Why I Had to Cut Contact With This 'Friend' During the Pandemic
I lost a handful of friends during the last year as a direct result of their response to the pandemic itself, whether it be their flippant attitude toward COVID-19 or their outright denial the pandemic even existed at all. I had one so-called friend go so far as to outrightly state he believed “the elderly and immunocompromised were acceptable losses if it meant reopening the country and bolstering the economy.” I couldn’t even bring myself to argue or debate his point of view with him — I just unfriended him and ceased all contact then and there.
It was during the height of the pandemic in New York at that time, before immunizations were even available. While much of the rest of the country had only begun to have COVID-19 cases appearing, my local news was full of daily stories of refrigerated trucks full of bodies because the morgues were overflowing. Nursing homes were on lockdown as seniors died left and right.
On a more personal level, my husband’s elderly aunt had just been diagnosed. One of my husband’s mother’s longtime friends had already been hospitalized in the intensive care unit (ICU) for a month with COVID, with another month yet to go before she finally came home. Between my husband and I during those first few early months in New York, we personally knew of over a dozen people who had contracted it, and only three had survived. As the months went on, the numbers of people we knew, both of those diagnosed and those who died, continued to grow exponentially. In that first year, one of my husband’s friends lost three cousins within one week, and a woman I used to cheerlead with when we were kids lost both of her parents within days.
Nevermind the fact I myself am considered high risk due to the tumors on my brain. He knew of my diagnosis, yet either it slipped his mind entirely I was among those he felt were expendable, or in his eyes, my life and other lives like mine were worth sacrificing to keep prices down and the stock market up. Either way, in that instant it was clear he didn’t truly see me as a friend, or as someone whose life held any value at all.
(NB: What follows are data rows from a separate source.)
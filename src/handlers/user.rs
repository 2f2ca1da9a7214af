//! User handlers
//!
//! Implements user account CRUD. All operations are admin-only. ADMIN
//! accounts never carry a department; HOD/USER accounts must.

use axum::{
    extract::Path,
    http::StatusCode,
    response::Json,
    Extension,
};
use sea_orm::{
    ActiveModelTrait, ColumnTrait, EntityTrait, PaginatorTrait, QueryFilter, QueryOrder, Set,
};
use serde::{Deserialize, Serialize};
use std::collections::HashMap;

use crate::entity::{attendance_history, department, user};
use crate::entity::user::Role;
use crate::error::{AppError, AppResult, OptionExt};
use crate::middleware::auth::CurrentUser;
use crate::middleware::DbConn;
use crate::policy::{self, Capability};

/// Create user request
#[derive(Debug, Deserialize)]
pub struct CreateUserRequest {
    pub username: String,
    pub password: String,
    /// Role name; defaults to USER
    pub role: Option<String>,
    #[serde(rename = "departmentId")]
    pub department_id: Option<i64>,
}

/// Update user request. Password is re-hashed only when a non-empty value is
/// supplied; an absent field leaves the stored hash untouched.
#[derive(Debug, Deserialize)]
pub struct UpdateUserRequest {
    pub username: Option<String>,
    pub password: Option<String>,
    pub role: Option<String>,
    #[serde(rename = "departmentId")]
    pub department_id: Option<i64>,
}

/// User response (no password)
#[derive(Debug, Serialize)]
pub struct UserResponse {
    pub id: i64,
    pub username: String,
    pub role: String,
    #[serde(rename = "departmentId")]
    pub department_id: Option<i64>,
    pub department: Option<department::Model>,
    #[serde(rename = "createdAt")]
    pub created_at: i64,
}

impl UserResponse {
    fn from_model(m: user::Model, departments: &HashMap<i64, department::Model>) -> Self {
        let department = m
            .department_id
            .and_then(|id| departments.get(&id).cloned());
        Self {
            id: m.id,
            username: m.username,
            role: m.role,
            department_id: m.department_id,
            department,
            created_at: m.created_at,
        }
    }
}

fn parse_role(value: Option<&str>) -> AppResult<Role> {
    match value {
        None => Ok(Role::User),
        Some(v) => {
            Role::parse(v).ok_or_else(|| AppError::Validation(format!("unknown role: {}", v)))
        }
    }
}

/// Enforce the role/department pairing rule. Returns the department to store:
/// ADMIN is forced to null, HOD/USER must name an existing department.
async fn resolve_department(
    db: &sea_orm::DatabaseConnection,
    role: Role,
    department_id: Option<i64>,
) -> AppResult<Option<i64>> {
    if role.is_admin() {
        return Ok(None);
    }
    let Some(department_id) = department_id else {
        return Err(AppError::Validation(
            "department is required for this role".to_string(),
        ));
    };
    department::Entity::find_by_id(department_id)
        .one(db)
        .await?
        .ok_or_not_found("department does not exist")?;
    Ok(Some(department_id))
}

/// GET /api/users
pub async fn list_users(
    Extension(db): Extension<DbConn>,
    Extension(current_user): Extension<CurrentUser>,
) -> AppResult<Json<Vec<UserResponse>>> {
    policy::require(&current_user, Capability::ManageUsers)?;

    let users = user::Entity::find()
        .order_by_asc(user::Column::Username)
        .all(&*db)
        .await?;

    let departments: HashMap<i64, department::Model> = department::Entity::find()
        .all(&*db)
        .await?
        .into_iter()
        .map(|d| (d.id, d))
        .collect();

    let response = users
        .into_iter()
        .map(|u| UserResponse::from_model(u, &departments))
        .collect();

    Ok(Json(response))
}

/// POST /api/users
pub async fn create_user(
    Extension(db): Extension<DbConn>,
    Extension(current_user): Extension<CurrentUser>,
    Json(req): Json<CreateUserRequest>,
) -> AppResult<(StatusCode, Json<UserResponse>)> {
    policy::require(&current_user, Capability::ManageUsers)?;

    if req.username.trim().is_empty() || req.password.is_empty() {
        return Err(AppError::Validation(
            "username and password are required".to_string(),
        ));
    }

    let role = parse_role(req.role.as_deref())?;
    let department_id = resolve_department(&db, role, req.department_id).await?;

    let existing = user::Entity::find()
        .filter(user::Column::Username.eq(req.username.trim()))
        .one(&*db)
        .await?;
    if existing.is_some() {
        return Err(AppError::Conflict("username already exists".to_string()));
    }

    let hashed = bcrypt::hash(&req.password, 12)
        .map_err(|e| AppError::Internal(format!("failed to hash password: {}", e)))?;

    let new_user = user::ActiveModel {
        username: Set(req.username.trim().to_string()),
        password: Set(hashed),
        role: Set(role.as_str().to_string()),
        department_id: Set(department_id),
        created_at: Set(chrono::Utc::now().timestamp()),
        ..Default::default()
    };
    let created = new_user.insert(&*db).await?;

    tracing::info!(
        "User created: {} ({}) by {}",
        created.username,
        created.role,
        current_user.username
    );

    let departments: HashMap<i64, department::Model> = department::Entity::find()
        .all(&*db)
        .await?
        .into_iter()
        .map(|d| (d.id, d))
        .collect();
    Ok((
        StatusCode::CREATED,
        Json(UserResponse::from_model(created, &departments)),
    ))
}

/// PUT /api/users/:id
pub async fn update_user(
    Extension(db): Extension<DbConn>,
    Extension(current_user): Extension<CurrentUser>,
    Path(id): Path<i64>,
    Json(req): Json<UpdateUserRequest>,
) -> AppResult<Json<UserResponse>> {
    policy::require(&current_user, Capability::ManageUsers)?;

    let existing = user::Entity::find_by_id(id)
        .one(&*db)
        .await?
        .ok_or_not_found("user not found")?;

    // Effective role/department after the update must still satisfy the
    // pairing rule
    let role = match &req.role {
        Some(v) => {
            Role::parse(v).ok_or_else(|| AppError::Validation(format!("unknown role: {}", v)))?
        }
        None => Role::parse(&existing.role)
            .ok_or_else(|| AppError::Internal("stored role is invalid".to_string()))?,
    };
    let department_id = resolve_department(
        &db,
        role,
        req.department_id.or(existing.department_id),
    )
    .await?;

    if let Some(username) = &req.username {
        let duplicate = user::Entity::find()
            .filter(user::Column::Username.eq(username.trim()))
            .filter(user::Column::Id.ne(id))
            .one(&*db)
            .await?;
        if duplicate.is_some() {
            return Err(AppError::Conflict("username already exists".to_string()));
        }
    }

    let mut active: user::ActiveModel = existing.into();
    if let Some(username) = req.username {
        active.username = Set(username.trim().to_string());
    }
    if let Some(password) = req.password {
        // Empty string means "unchanged" as well
        if !password.is_empty() {
            let hashed = bcrypt::hash(&password, 12)
                .map_err(|e| AppError::Internal(format!("failed to hash password: {}", e)))?;
            active.password = Set(hashed);
        }
    }
    active.role = Set(role.as_str().to_string());
    active.department_id = Set(department_id);

    let updated = active.update(&*db).await?;

    let departments: HashMap<i64, department::Model> = department::Entity::find()
        .all(&*db)
        .await?
        .into_iter()
        .map(|d| (d.id, d))
        .collect();
    Ok(Json(UserResponse::from_model(updated, &departments)))
}

/// DELETE /api/users/:id
pub async fn delete_user(
    Extension(db): Extension<DbConn>,
    Extension(current_user): Extension<CurrentUser>,
    Path(id): Path<i64>,
) -> AppResult<Json<serde_json::Value>> {
    policy::require(&current_user, Capability::ManageUsers)?;

    if id == current_user.id {
        return Err(AppError::Validation(
            "cannot delete your own account".to_string(),
        ));
    }

    let existing = user::Entity::find_by_id(id)
        .one(&*db)
        .await?
        .ok_or_not_found("user not found")?;

    let history_count = attendance_history::Entity::find()
        .filter(attendance_history::Column::DownloadedBy.eq(id))
        .count(&*db)
        .await?;
    if history_count > 0 {
        return Err(AppError::ReferentialIntegrity(
            "user has generated attendance history records".to_string(),
        ));
    }

    user::Entity::delete_by_id(id).exec(&*db).await?;

    tracing::info!(
        "User deleted: {} by {}",
        existing.username,
        current_user.username
    );
    Ok(Json(serde_json::json!({"success": true})))
}

#[cfg(test)]
mod tests {
    use super::*;
    use sea_orm::{DatabaseBackend, MockDatabase};

    fn dept_row(id: i64) -> department::Model {
        department::Model {
            id,
            name: "Computer Science".to_string(),
            code: "CSE".to_string(),
        }
    }

    #[test]
    fn test_parse_role_defaults_to_user() {
        assert_eq!(parse_role(None).unwrap(), Role::User);
        assert_eq!(parse_role(Some("HOD")).unwrap(), Role::Hod);
        assert!(matches!(
            parse_role(Some("ROOT")),
            Err(AppError::Validation(_))
        ));
    }

    #[tokio::test]
    async fn test_admin_department_forced_null() {
        let db = MockDatabase::new(DatabaseBackend::Postgres).into_connection();

        let stored = resolve_department(&db, Role::Admin, Some(5)).await.unwrap();
        assert_eq!(stored, None);
        // Admin short-circuits without a department lookup
        assert!(db.into_transaction_log().is_empty());
    }

    #[tokio::test]
    async fn test_non_admin_requires_department() {
        let db = MockDatabase::new(DatabaseBackend::Postgres).into_connection();

        for role in [Role::Hod, Role::User] {
            let err = resolve_department(&db, role, None).await.unwrap_err();
            assert!(matches!(err, AppError::Validation(_)));
        }
    }

    #[tokio::test]
    async fn test_non_admin_department_must_exist() {
        let db = MockDatabase::new(DatabaseBackend::Postgres)
            .append_query_results([vec![dept_row(3)]])
            .append_query_results([Vec::<department::Model>::new()])
            .into_connection();

        let stored = resolve_department(&db, Role::Hod, Some(3)).await.unwrap();
        assert_eq!(stored, Some(3));

        let err = resolve_department(&db, Role::User, Some(99))
            .await
            .unwrap_err();
        assert!(matches!(err, AppError::NotFound(_)));
    }
}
Of all the friends I lost over the course of the pandemic regarding COVID-19 itself, that one stung the most. The friends who believed COVID was a hoax or no worse than the flu were all taking issue with science itself, not me in particular. To hear him argue I was expendable, that he considered some of my loved ones to be expendable, that he’d consider any life at all to be worth throwing away for the sake of a small boost to the economy was honestly heart-wrenching.
Thankfully, I had other friends who were more supportive and caring, friends who would check in periodically to see how I was feeling and who understood fully why I stayed home more often than not even after things began to open back up. It wasn’t about being afraid of a virus because I had seen all too well what COVID was capable of doing. It was about accepting I was among a vulnerable group of people and taking whatever precautions I felt were necessary to keep myself safe.
I still find myself sad thinking about the loss of that friendship and others like it. However, I know in my heart I would not have been an acceptable loss. None of those we knew who survived would have been acceptable losses, either, had they died. And all those who did ultimately die were absolutely not acceptable losses. The only acceptable loss in my opinion in that situation was that friendship.
Even if he realized after the fact what he had said and apologized, I don’t think I ever could forgive nor could I forget because in that moment, he showed me exactly where I stood with him. And when someone shows you who they are, you should believe them.